If you could build a portfolio, like the American funds one you gave before, with all the pref families my arguement would be moot. But that is not the case.

If Jones gave real ownership of the office an IR works in rather than just giving "you're like a business owner" lip service.  An IR should have to earn it like LP but the IR should benefit from the profit of his own branch not the firm as a whole.  Most captive ins agents own thier business and can sell it, why not the IR.

These are the types of things that get to me.  Jones did not do anything bad to me personally.  I just think with a few changes Jones could really be as great as many of its employees think it is.  But ultimately the GP's would have to give up a little and share it with those in the trenches.  It is them I have the real beef with. 

Dec 31, 2005 12:42 am


I agree with you that the preferred fund system is not perfect. Up until Putnam’s mess, Jones hold time for a mutual fund was 15 years+. Now it’s a little over 11 years. All advisors know if we can get a client to hold a good diversified group of mutual funds that long they will be a client for life and do very well. From a cost standpoint this is a very low cost way to own investments. Although I will say that Mutual Funds are not as cost effective as an SMA or Wrapped ETF portfolio but each has its pros and cons. As far as suspending a preferred fund from the list, that is a difficult thing to do. What Putnam got into trouble with, market timing, was going on at many fund families, and from what I read did not hurt investor returns in a big way.
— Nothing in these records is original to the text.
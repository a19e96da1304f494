//! Owned viewer state driving repeated parse and projection calls.
//!
//! The shell keeps one [`ViewerState`] and feeds it user actions:
//! 1. `load` with freshly read CSV text
//! 2. `select` / `set_chart_kind` / `set_preferences` as controls change
//! 3. `chart` whenever the chart needs redrawing

use tracing::info;

use crate::error::ViewerError;
use crate::projection::{project, AxisSelection, ChartSeries};
use crate::{parse_csv, ChartKind, Dataset, ViewerPreferences};

/// Current dataset, axis selection, chart kind and display preferences.
#[derive(Clone, Debug, Default)]
pub struct ViewerState {
    dataset: Option<Dataset>,
    selection: AxisSelection,
    kind: ChartKind,
    preferences: ViewerPreferences,
}

impl ViewerState {
    /// Create an empty state with default chart kind and preferences.
    pub fn new() -> Self {
        Self::default()
    }

    /// Create an empty state with restored preferences.
    pub fn with_preferences(preferences: ViewerPreferences) -> Self {
        Self {
            preferences,
            ..Self::default()
        }
    }

    /// Parse `text` and replace the current dataset.
    ///
    /// On success the axis selection resets to the default for the new
    /// headers. On failure the previous dataset and selection are kept.
    pub fn load(&mut self, text: &str) -> Result<&Dataset, ViewerError> {
        let dataset = parse_csv(text)?;
        info!(
            rows = dataset.len(),
            columns = dataset.headers().len(),
            skipped = dataset.skipped_lines().len(),
            "loaded dataset"
        );
        self.selection = AxisSelection::default_for(dataset.headers()).unwrap_or_default();
        Ok(self.dataset.insert(dataset))
    }

    /// Drop the dataset and selection. Chart kind and preferences survive.
    pub fn clear(&mut self) {
        self.dataset = None;
        self.selection = AxisSelection::default();
    }

    pub fn select(&mut self, selection: AxisSelection) {
        self.selection = selection;
    }

    pub fn set_chart_kind(&mut self, kind: ChartKind) {
        self.kind = kind;
    }

    pub fn set_preferences(&mut self, preferences: ViewerPreferences) {
        self.preferences = preferences;
    }

    #[inline]
    pub fn dataset(&self) -> Option<&Dataset> {
        self.dataset.as_ref()
    }

    #[inline]
    pub fn selection(&self) -> &AxisSelection {
        &self.selection
    }

    #[inline]
    pub fn chart_kind(&self) -> ChartKind {
        self.kind
    }

    #[inline]
    pub fn preferences(&self) -> &ViewerPreferences {
        &self.preferences
    }

    /// Mutable access for the preference toggles.
    pub fn preferences_mut(&mut self) -> &mut ViewerPreferences {
        &mut self.preferences
    }

    /// Check if a dataset is loaded and the selection can be charted.
    pub fn can_chart(&self) -> bool {
        self.dataset.is_some() && self.selection.is_complete()
    }

    /// Project the current dataset with the current selection, kind and
    /// display mode.
    pub fn chart(&self) -> Result<ChartSeries, ViewerError> {
        let dataset = self.dataset.as_ref().ok_or(ViewerError::NoDataset)?;
        let series = project(
            dataset,
            &self.selection,
            self.kind,
            self.preferences.display_mode(),
        )?;
        Ok(series)
    }
}

#[cfg(test)]
mod tests {
    use super::*;
    use crate::error::ErrorKind;
    use crate::{series_color, DisplayMode};

    #[test]
    fn test_load_sets_default_selection() {
        let mut state = ViewerState::new();
        assert!(!state.can_chart());

        state.load("month,sales,cost\nJan,10,2\nFeb,12,3").unwrap();
        assert_eq!(state.selection(), &AxisSelection::new("month", ["sales", "cost"]));
        assert!(state.can_chart());

        let chart = state.chart().unwrap();
        assert_eq!(chart.labels, vec!["Jan", "Feb"]);
        assert_eq!(chart.series.len(), 2);
    }

    #[test]
    fn test_reload_replaces_dataset() {
        let mut state = ViewerState::new();
        state.load("a,b\n1,2\n3,4\n5,6").unwrap();
        state.load("x,y\nq,9").unwrap();

        let dataset = state.dataset().unwrap();
        assert_eq!(dataset.headers(), ["x", "y"]);
        assert_eq!(dataset.len(), 1);

        let chart = state.chart().unwrap();
        assert_eq!(chart.labels, vec!["q"]);
        assert_eq!(chart.series[0].values, vec![9.0]);
    }

    #[test]
    fn test_failed_load_keeps_previous_dataset() {
        let mut state = ViewerState::new();
        state.load("a,b\n1,2").unwrap();
        let err = state.load("only-header").unwrap_err();
        assert_eq!(err.kind(), ErrorKind::InsufficientRows);
        assert_eq!(state.dataset().unwrap().headers(), ["a", "b"]);
        assert_eq!(state.selection(), &AxisSelection::new("a", ["b"]));
    }

    #[test]
    fn test_clear() {
        let mut state = ViewerState::new();
        state.set_chart_kind(ChartKind::Line);
        state.load("a,b\n1,2").unwrap();
        state.clear();

        assert!(state.dataset().is_none());
        assert_eq!(state.chart_kind(), ChartKind::Line);
        assert_eq!(state.chart().unwrap_err(), ViewerError::NoDataset);
    }

    #[test]
    fn test_single_column_needs_selection() {
        let mut state = ViewerState::new();
        state.load("only\nvalue").unwrap();
        assert_eq!(
            state.chart().unwrap_err().kind(),
            ErrorKind::MissingAxisSelection
        );

        state.select(AxisSelection::new("only", ["only"]));
        assert_eq!(state.chart().unwrap().series[0].values, vec![0.0]);
    }

    #[test]
    fn test_preferences_drive_colors() {
        let mut state = ViewerState::new();
        state.load("k,v\na,1").unwrap();
        state.preferences_mut().toggle_high_contrast();

        let chart = state.chart().unwrap();
        assert_eq!(chart.series[0].color, series_color(0, DisplayMode::new(false, true)));
    }

    #[test]
    fn test_same_state_same_chart() {
        let mut state = ViewerState::new();
        state.load("k,v,w\na,1,2\nb,3,x").unwrap();
        state.set_chart_kind(ChartKind::Doughnut);
        assert_eq!(state.chart().unwrap(), state.chart().unwrap());
        assert_eq!(state.chart().unwrap().ignored_fields, vec!["w"]);
    }
}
It was an Elliot Spitzer “Rich are getting Richer and the poor are gettin poorer deal”. Now I could see suspending them for lack of performance possibly. But this too is difficult as all fund companies go through cycles. For example American Funds substanially underpeformed the indexes in 1998 and 1999. Certainly would not have been smart to suspend them. So again very dificult to do.

If Jones gave real ownership of an office to the IR then we would be an independent firm. We are not an independent firm. There have been numerous posts regarding the pros and cons of both. I beleive Jones is somewhere in between a wirehouse and an independent though.
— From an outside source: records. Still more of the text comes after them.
//! # csv-chart-core
//!
//! Core CSV parsing and chart series projection for browser data viewers.
//!
//! This crate provides platform-agnostic data structures and logic for:
//! - Parsing pasted or uploaded CSV text into a header/row table
//! - Projecting table columns into chart-ready numeric series
//! - Assigning series colors for light, dark and high-contrast display
//! - Holding viewer state between user actions
//!
//! Table and chart rendering stay with the caller.
//!
//! ## Features
//!
//! - `serde` - Enable serialization/deserialization for data structures
//! - `toml` - Load viewer preferences from TOML
//! - `json` - Load and store viewer preferences as JSON
//! - `web` - Enable web/WASM bindings for the viewer pages
//!
//! ## Example
//!
//! ```rust
//! use csv_chart_core::{AxisSelection, ChartKind, ViewerState};
//!
//! let mut state = ViewerState::new();
//! state.load("month,sales\nJan,10\nFeb,12\n").unwrap();
//!
//! state.select(AxisSelection::new("month", ["sales"]));
//! state.set_chart_kind(ChartKind::Line);
//!
//! let chart = state.chart().unwrap();
//! assert_eq!(chart.labels, vec!["Jan", "Feb"]);
//! assert_eq!(chart.series[0].values, vec![10.0, 12.0]);
//! ```

mod chart;
mod color;
mod data;
mod error;
mod parser;
mod preferences;
pub mod projection;
mod state;

#[cfg(feature = "web")]
pub mod web;

pub use chart::ChartKind;
pub use color::{series_color, DisplayMode, Palette, Rgb, SeriesColor, PALETTE_LEN};
pub use data::{Dataset, Record};
pub use error::{ErrorKind, ViewerError};
pub use parser::{parse_csv, split_csv_line, ParseError};
pub use preferences::{FontScale, Theme, ViewerPreferences};
pub use projection::{coerce_number, project, AxisSelection, ChartSeries, ProjectionError, Series};
pub use state::ViewerState;
use base64::Engine as _;
use base64::engine::general_purpose::STANDARD as BASE64;
use bytes::Bytes;

use darkroom_prompt::{Instruction, ModeSettings};

/// An opaque image plus its MIME type. The orchestrator never inspects the
/// pixels; bytes flow through to the remote service as-is.
#[derive(Debug, Clone, PartialEq, Eq)]
pub struct ImageBlob {
    pub bytes: Bytes,
    pub mime_type: String,
}

impl ImageBlob {
    pub fn new(bytes: impl Into<Bytes>, mime_type: impl Into<String>) -> Self {
        Self {
            bytes: bytes.into(),
            mime_type: mime_type.into(),
        }
    }

    pub fn to_base64(&self) -> String {
        BASE64.encode(&self.bytes)
    }

    pub fn from_base64(data: &str, mime_type: impl Into<String>) -> Result<Self, base64::DecodeError> {
        Ok(Self {
            bytes: Bytes::from(BASE64.decode(data)?),
            mime_type: mime_type.into(),
        })
    }
}

/// One user-initiated generation call. Immutable once built; consumed by a
/// single orchestration pass.
#[derive(Debug, Clone)]
pub struct GenerationRequest {
    pub source: ImageBlob,
    pub settings: ModeSettings,
    pub instruction: Instruction,
    pub mask: Option<ImageBlob>,
    pub reference: Option<ImageBlob>,
    pub background: Option<ImageBlob>,
}

impl GenerationRequest {
    pub fn new(source: ImageBlob, settings: ModeSettings, instruction: Instruction) -> Self {
        Self {
            source,
            settings,
            instruction,
            mask: None,
            reference: None,
            background: None,
        }
    }

    pub fn with_mask(mut self, mask: ImageBlob) -> Self {
        self.mask = Some(mask);
        self
    }

    pub fn with_reference(mut self, reference: ImageBlob) -> Self {
        self.reference = Some(reference);
        self
    }

    pub fn with_background(mut self, background: ImageBlob) -> Self {
        self.background = Some(background);
        self
    }
}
As far as the GPs making a lot of money, look at any firm and the top dogs are making a ton. At Jones you get to mix and mingle and get to know the top dogs on a personal basis and becasue of this it is a little easier to be jealous of someone you have met before who more than likely was an IR before. (Most GPs have been IRs before).

As afar as changes go, if Jones lowered the minimums on it’s SMA acconts and budged a little on mutual fund wraps we would be even tougher to contend with.